▸ What the task asks
Please copy each line from the entries that contains the string "Deserialize".

▸ Source records
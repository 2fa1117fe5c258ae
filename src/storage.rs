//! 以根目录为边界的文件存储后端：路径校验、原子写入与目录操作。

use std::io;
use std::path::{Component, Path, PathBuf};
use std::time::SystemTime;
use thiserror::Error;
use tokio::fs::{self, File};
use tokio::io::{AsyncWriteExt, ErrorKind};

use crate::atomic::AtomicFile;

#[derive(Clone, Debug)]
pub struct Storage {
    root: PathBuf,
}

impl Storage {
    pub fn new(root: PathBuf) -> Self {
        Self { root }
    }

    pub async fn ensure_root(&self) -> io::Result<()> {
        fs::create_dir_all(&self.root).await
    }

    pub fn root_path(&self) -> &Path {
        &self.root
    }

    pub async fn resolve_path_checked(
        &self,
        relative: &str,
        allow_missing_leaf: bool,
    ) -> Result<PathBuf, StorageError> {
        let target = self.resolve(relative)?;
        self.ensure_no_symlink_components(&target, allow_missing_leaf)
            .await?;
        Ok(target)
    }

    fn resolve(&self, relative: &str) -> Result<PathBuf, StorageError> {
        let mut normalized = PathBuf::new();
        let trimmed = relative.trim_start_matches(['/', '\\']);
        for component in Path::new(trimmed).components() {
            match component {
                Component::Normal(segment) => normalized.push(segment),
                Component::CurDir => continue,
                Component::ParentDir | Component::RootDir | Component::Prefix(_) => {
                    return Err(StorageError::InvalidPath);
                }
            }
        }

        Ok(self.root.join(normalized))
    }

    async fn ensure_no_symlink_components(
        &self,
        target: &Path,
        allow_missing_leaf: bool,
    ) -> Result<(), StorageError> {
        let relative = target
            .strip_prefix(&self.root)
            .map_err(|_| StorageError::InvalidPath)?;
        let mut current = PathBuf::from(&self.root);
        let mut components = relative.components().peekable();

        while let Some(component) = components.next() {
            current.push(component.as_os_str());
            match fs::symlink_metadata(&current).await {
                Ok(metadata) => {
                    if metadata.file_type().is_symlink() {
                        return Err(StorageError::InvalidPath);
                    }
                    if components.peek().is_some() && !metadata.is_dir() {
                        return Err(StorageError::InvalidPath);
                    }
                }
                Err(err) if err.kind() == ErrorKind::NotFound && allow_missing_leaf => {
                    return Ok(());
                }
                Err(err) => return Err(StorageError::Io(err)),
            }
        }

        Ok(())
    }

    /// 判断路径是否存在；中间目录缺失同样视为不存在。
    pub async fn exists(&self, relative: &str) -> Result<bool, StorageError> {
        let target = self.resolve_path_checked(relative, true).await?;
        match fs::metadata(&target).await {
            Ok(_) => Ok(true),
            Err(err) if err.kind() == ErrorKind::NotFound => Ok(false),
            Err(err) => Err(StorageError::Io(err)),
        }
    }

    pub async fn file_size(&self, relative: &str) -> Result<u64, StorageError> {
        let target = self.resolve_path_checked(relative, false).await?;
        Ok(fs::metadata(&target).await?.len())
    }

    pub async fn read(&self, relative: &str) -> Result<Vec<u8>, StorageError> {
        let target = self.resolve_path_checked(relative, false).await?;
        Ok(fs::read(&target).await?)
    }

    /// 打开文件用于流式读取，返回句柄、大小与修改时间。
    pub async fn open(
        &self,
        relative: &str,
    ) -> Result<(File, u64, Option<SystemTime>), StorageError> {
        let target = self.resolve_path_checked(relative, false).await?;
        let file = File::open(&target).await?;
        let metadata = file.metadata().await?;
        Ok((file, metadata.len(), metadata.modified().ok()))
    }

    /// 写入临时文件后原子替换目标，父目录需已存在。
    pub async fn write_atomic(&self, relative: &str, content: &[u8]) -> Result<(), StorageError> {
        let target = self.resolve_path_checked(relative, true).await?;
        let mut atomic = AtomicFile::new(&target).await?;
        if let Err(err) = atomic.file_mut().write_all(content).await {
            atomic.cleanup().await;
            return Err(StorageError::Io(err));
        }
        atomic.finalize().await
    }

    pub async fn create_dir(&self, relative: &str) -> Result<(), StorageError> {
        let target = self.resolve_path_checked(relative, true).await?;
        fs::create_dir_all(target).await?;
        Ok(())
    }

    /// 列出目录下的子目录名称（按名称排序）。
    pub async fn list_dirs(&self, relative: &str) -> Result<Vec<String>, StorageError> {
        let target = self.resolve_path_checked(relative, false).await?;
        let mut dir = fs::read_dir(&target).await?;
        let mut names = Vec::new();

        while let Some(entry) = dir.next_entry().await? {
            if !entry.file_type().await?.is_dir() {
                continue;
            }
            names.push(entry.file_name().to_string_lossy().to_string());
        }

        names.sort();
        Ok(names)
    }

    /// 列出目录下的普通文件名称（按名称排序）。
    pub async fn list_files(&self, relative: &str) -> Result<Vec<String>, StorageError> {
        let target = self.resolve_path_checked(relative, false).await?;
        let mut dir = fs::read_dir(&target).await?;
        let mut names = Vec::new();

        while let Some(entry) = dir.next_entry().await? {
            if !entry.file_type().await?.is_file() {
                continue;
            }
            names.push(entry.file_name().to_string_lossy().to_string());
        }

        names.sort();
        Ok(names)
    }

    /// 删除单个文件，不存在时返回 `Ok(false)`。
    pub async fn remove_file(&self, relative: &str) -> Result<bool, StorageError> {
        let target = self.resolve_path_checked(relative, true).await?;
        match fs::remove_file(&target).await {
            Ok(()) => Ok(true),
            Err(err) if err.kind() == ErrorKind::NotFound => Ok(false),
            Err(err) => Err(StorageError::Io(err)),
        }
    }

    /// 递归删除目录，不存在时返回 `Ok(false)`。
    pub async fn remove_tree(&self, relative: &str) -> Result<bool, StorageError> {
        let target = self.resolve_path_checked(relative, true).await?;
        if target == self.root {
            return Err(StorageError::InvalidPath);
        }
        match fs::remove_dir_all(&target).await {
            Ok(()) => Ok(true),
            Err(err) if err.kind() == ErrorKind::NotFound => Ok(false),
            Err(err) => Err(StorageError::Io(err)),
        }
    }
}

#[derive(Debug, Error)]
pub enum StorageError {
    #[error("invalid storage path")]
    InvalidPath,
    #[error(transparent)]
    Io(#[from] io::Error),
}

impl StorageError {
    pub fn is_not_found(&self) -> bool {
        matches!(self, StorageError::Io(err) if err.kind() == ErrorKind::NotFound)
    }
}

* * *

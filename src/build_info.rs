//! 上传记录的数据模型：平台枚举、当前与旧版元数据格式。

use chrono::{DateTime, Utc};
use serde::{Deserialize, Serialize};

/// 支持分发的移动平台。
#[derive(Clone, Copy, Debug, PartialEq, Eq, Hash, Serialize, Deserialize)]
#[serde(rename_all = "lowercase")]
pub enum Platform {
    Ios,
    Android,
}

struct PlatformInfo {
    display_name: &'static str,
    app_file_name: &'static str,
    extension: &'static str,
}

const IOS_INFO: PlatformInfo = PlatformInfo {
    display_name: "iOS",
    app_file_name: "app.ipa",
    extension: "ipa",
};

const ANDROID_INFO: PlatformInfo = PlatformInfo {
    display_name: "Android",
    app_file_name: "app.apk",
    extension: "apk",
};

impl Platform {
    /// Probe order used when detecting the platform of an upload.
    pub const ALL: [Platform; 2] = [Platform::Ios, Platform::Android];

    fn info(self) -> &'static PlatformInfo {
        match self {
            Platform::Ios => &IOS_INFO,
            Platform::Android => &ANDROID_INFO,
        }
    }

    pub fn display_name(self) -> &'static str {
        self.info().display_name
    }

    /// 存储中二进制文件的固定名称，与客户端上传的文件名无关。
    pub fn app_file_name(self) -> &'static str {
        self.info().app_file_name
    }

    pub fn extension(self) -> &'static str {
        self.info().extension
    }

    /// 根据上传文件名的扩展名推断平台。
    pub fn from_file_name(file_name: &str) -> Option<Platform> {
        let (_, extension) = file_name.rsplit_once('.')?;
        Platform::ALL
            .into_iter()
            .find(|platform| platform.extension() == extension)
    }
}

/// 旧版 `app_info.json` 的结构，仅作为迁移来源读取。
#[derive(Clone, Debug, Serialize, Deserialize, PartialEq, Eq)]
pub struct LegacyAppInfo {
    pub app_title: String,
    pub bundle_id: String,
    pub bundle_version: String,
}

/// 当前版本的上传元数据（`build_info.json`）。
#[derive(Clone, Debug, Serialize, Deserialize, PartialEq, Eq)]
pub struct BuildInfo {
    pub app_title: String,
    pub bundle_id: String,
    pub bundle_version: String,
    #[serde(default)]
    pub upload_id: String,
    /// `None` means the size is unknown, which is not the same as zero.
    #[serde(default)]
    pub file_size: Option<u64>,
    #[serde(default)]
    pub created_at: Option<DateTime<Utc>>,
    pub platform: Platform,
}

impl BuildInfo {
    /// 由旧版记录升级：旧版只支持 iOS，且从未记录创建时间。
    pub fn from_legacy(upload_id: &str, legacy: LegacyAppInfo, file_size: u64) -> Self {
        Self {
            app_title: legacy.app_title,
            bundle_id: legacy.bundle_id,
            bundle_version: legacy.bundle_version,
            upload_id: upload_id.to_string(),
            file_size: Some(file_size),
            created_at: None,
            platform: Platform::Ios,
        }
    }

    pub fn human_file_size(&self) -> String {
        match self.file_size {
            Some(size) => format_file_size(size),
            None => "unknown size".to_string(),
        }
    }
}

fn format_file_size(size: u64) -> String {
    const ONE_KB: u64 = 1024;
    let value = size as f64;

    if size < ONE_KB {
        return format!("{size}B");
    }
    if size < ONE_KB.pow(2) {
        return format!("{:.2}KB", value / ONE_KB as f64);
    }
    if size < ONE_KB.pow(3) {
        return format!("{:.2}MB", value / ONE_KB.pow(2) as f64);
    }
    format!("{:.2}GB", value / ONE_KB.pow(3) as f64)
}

▸ Answer for the task
use serde::{Deserialize, Serialize};
#[derive(Clone, Copy, Debug, PartialEq, Eq, Hash, Serialize, Deserialize)]
#[derive(Clone, Debug, Serialize, Deserialize, PartialEq, Eq)]
#[derive(Clone, Debug, Serialize, Deserialize, PartialEq, Eq)]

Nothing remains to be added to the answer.